I’m wrapping up summer this week on Eastern Long Island. It’s a beautiful region and I’ve been reflecting on my feelings about seasonal communities and their relationship to big cities.
The walkability of many resort towns, the old main streets, the pre-zoning housing that allowed for an array of housing sizes and types invite comparison to the things we love about cities, even if the scale is so different.

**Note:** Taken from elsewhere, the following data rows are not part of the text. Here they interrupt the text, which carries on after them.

//! Phrase cleanup and coarse splitting
//!
//! Raw dictionary fields mix the actual gloss with annotations: bracketed
//! remarks, usage examples, subject categories like `«BOT»`, clipped
//! abbreviations (`sth.`, `sb.`) and several senses glued together with
//! separators. The functions here peel those layers off one at a time.
//! They are pure string transformations and are shared by the source and
//! the target side of an entry.

use once_cell::sync::Lazy;
use regex::Regex;

static PARENTHESIZED: Lazy<Regex> = Lazy::new(|| Regex::new(r"\([^(]*?\)").unwrap());
static BRACKETED: Lazy<Regex> = Lazy::new(|| Regex::new(r"\[[^\[]*?\]").unwrap());

/// Separators between senses or alternatives: punctuation, the `-<-<`
/// and `»` markers, ` or `, and numbered senses (`… 2 …`)
static PHRASE_SEPARATOR: Lazy<Regex> =
    Lazy::new(|| Regex::new(r"[;,/،]|-<-<|\||»+| or |. [0-9]+").unwrap());

static EXAMPLE_TAIL: Lazy<Regex> = Lazy::new(|| Regex::new(r"e\.g\..*").unwrap());
static CATEGORY_MARKER: Lazy<Regex> = Lazy::new(|| Regex::new(r"«[A-Z]+»").unwrap());

/// Malformed category markers seen in the dumps
const BROKEN_CATEGORY_MARKERS: [&str; 3] = ["«MEC]", "«TEX]", "«СINE»"];

/// Abbreviations in application order, with their expansions
static ABBREVIATIONS: Lazy<Vec<(Regex, &'static str)>> = Lazy::new(|| {
    [
        (r"([^\w]|^)smth\.", "${1}something"),
        (r"([^\w]|^)sth\.", "${1}something"),
        (r"([^\w]|^)smb\.", "${1}somebody"),
        (r"([^\w]|^)sb\.", "${1}somebody"),
        (r"([^\w]|^)esp\. ", "${1}especially "),
        (r"([^\w]|^)th\. ", "${1}the "),
    ]
    .into_iter()
    .map(|(pattern, replacement)| (Regex::new(pattern).unwrap(), replacement))
    .collect()
});

/// Remove `( … )` and `[ … ]` groups, innermost first, until nothing changes
pub fn strip_parens(s: &str) -> String {
    let mut current = s.to_string();
    loop {
        let without_parens = PARENTHESIZED.replace_all(&current, "");
        let next = BRACKETED.replace_all(&without_parens, "").into_owned();
        if next == current {
            return current;
        }
        current = next;
    }
}

/// Collapse runs of whitespace into a single space and trim the ends
pub fn normalize_whitespace(s: &str) -> String {
    s.split_whitespace().collect::<Vec<_>>().join(" ")
}

/// Number of whitespace-separated words
pub fn word_count(s: &str) -> usize {
    s.split_whitespace().count()
}

/// Spell out the clipped abbreviations dictionaries love (`sth.`, `sb.`, ...)
pub fn expand_abbreviations(s: &str) -> String {
    ABBREVIATIONS
        .iter()
        .fold(s.to_string(), |acc, (pattern, replacement)| {
            pattern.replace_all(&acc, *replacement).into_owned()
        })
}

/// Clean the source side of an entry
pub fn clean_source(s: &str) -> String {
    normalize_whitespace(&strip_parens(s))
}

/// Clean the target side of an entry
///
/// Usage examples come after `e.g.` and are dropped together with
/// everything that follows them.
pub fn clean_target(s: &str) -> String {
    let stripped = strip_parens(s);
    let stripped = EXAMPLE_TAIL.replace(&stripped, "");
    let mut stripped = CATEGORY_MARKER.replace_all(&stripped, "").into_owned();
    for marker in BROKEN_CATEGORY_MARKERS {
        stripped = stripped.replace(marker, "");
    }
    expand_abbreviations(&normalize_whitespace(&stripped))
}

/// Split a field into its alternatives
///
/// Pieces are returned untrimmed and may be empty; callers trim and filter.
pub fn split_phrases(s: &str) -> Vec<String> {
    PHRASE_SEPARATOR.split(s).map(String::from).collect()
}

/// True for glosses the lexicographer marked as doubtful, or that quote
/// an example rather than translate
pub fn is_unsure(target: &str) -> bool {
    target.contains("??") || target.contains('"')
}

/// Drop gloss boilerplate: infinitive `to`, copula `be`, placeholders and
/// dialect markers
///
/// `to` is only removed when the next word starts lowercase, so
/// prepositional glosses like `to Beijing` keep it.
pub fn strip_gloss_prefixes(target: &str) -> String {
    let mut gloss = target;
    if gloss.chars().nth(3).is_some_and(char::is_lowercase) {
        gloss = gloss.strip_prefix("to ").unwrap_or(gloss);
    }
    gloss = gloss.strip_prefix("be ").unwrap_or(gloss);
    if gloss == "NO_GLOSS" {
        gloss = "";
    }
    gloss = gloss.strip_prefix("dial> ").unwrap_or(gloss);
    gloss.trim().to_string()
}

#[cfg(test)]
mod tests {
    use super::*;
    use rstest::rstest;

    #[rstest]
    #[case("apple (fruit)", "apple ")]
    #[case("a (b (c) d) e", "a  e")]
    #[case("x [y] z", "x  z")]
    #[case("[a (b)] c", " c")]
    #[case("a (unclosed", "a (unclosed")]
    #[case("no annotations", "no annotations")]
    fn test_strip_parens(#[case] input: &str, #[case] expected: &str) {
        assert_eq!(strip_parens(input), expected);
    }

    #[rstest]
    #[case("to give sth. to sb.", "to give something to somebody")]
    #[case("smth. smb.", "something somebody")]
    #[case("esp. children", "especially children")]
    #[case("th. end", "the end")]
    #[case("booth. end", "booth. end")]
    #[case("health.", "health.")]
    fn test_expand_abbreviations(#[case] input: &str, #[case] expected: &str) {
        assert_eq!(expand_abbreviations(input), expected);
    }

    #[test]
    fn test_clean_target_drops_annotations() {
        assert_eq!(
            clean_target("«BOT» a kind of  plant (rare) e.g. grows in the desert"),
            "a kind of plant"
        );
        assert_eq!(clean_target("«TEX] loom"), "loom");
    }

    #[test]
    fn test_clean_source_normalizes() {
        assert_eq!(clean_source("  ئالما   (n.) "), "ئالما");
    }

    #[test]
    fn test_split_phrases_on_all_separators() {
        let parts: Vec<String> = split_phrases("a; b, c/d|e -<-< f»»g or h")
            .into_iter()
            .map(|p| p.trim().to_string())
            .collect();
        assert_eq!(parts, vec!["a", "b", "c", "d", "e", "f", "g", "h"]);
    }

    #[test]
    fn test_split_phrases_on_sense_numbers() {
        assert_eq!(split_phrases("first sense 2 second"), vec!["first sens", " second"]);
    }

    #[rstest]
    #[case("to eat", "eat")]
    #[case("to Beijing", "to Beijing")]
    #[case("be afraid", "afraid")]
    #[case("to be afraid", "afraid")]
    #[case("NO_GLOSS", "")]
    #[case("dial> sheep", "sheep")]
    #[case("tomato", "tomato")]
    fn test_strip_gloss_prefixes(#[case] input: &str, #[case] expected: &str) {
        assert_eq!(strip_gloss_prefixes(input), expected);
    }

    #[test]
    fn test_unsure_targets() {
        assert!(is_unsure("maybe ??"));
        assert!(is_unsure("say \"hello\""));
        assert!(!is_unsure("hello"));
    }
}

Ryan Puzcyki who writes the City of Yes Substack notes the beauty of Edgartown in Martha’s Vineyard as one example:
“Notice how the buildings hug the street, inviting in customers and passersby, without overwhelming it. The street is narrow, encouraging cars to slow down while allowing people to walk or bike in relative safety… you’ll find a mix of historic homes, offices, civic buildings, restaurants, boutiques, and churches, all connected by lovely brick sidewalks. It’s the kind of place that fosters amity and community…Urbanism is not about building skyscrapers everywhere, or cramming people into micro-apartments, or forcing people to live within a 15-minute prison. Rather, it’s about creating places in which people can gather, connect, and build full and flourishing lives—places where people actually want to be.”
For people who actually love skyscrapers and microapartments, it can be comforting to realize there’s something in common between city neighborhoods and little main streets: places that are authentic to their environment and centered around people and not cars.
Perhaps it’s for this reason that some people are leaving their primary homes in cities behind to relocate full time to areas that were once just seasonal communities. Two years after the pandemic started, Cape Cod was the fastest growing county in Massachusetts.
But these small towns also have another thing in common with big cities: a lack of affordability. In many of these communities, essential workers can’t afford to live near the city halls, schools, firehouses, police stations, and hospitals where they need to show up every day. These communities also are subject to the kind of price gouging that occurs when there are fewer amenities in healthy competition.
And yet the solutions for small towns may end up being completely different than what works for cities. In places like Austin and Dallas, a major increase in housing supply has helped drive down housing prices. By contrast, a YIMBY effort to add more housing in small towns may end up just creating more opportunities for wealthy second homeowners or investors. Land is often so expensive there’s no way to create naturally affordable housing without some kind of government intervention.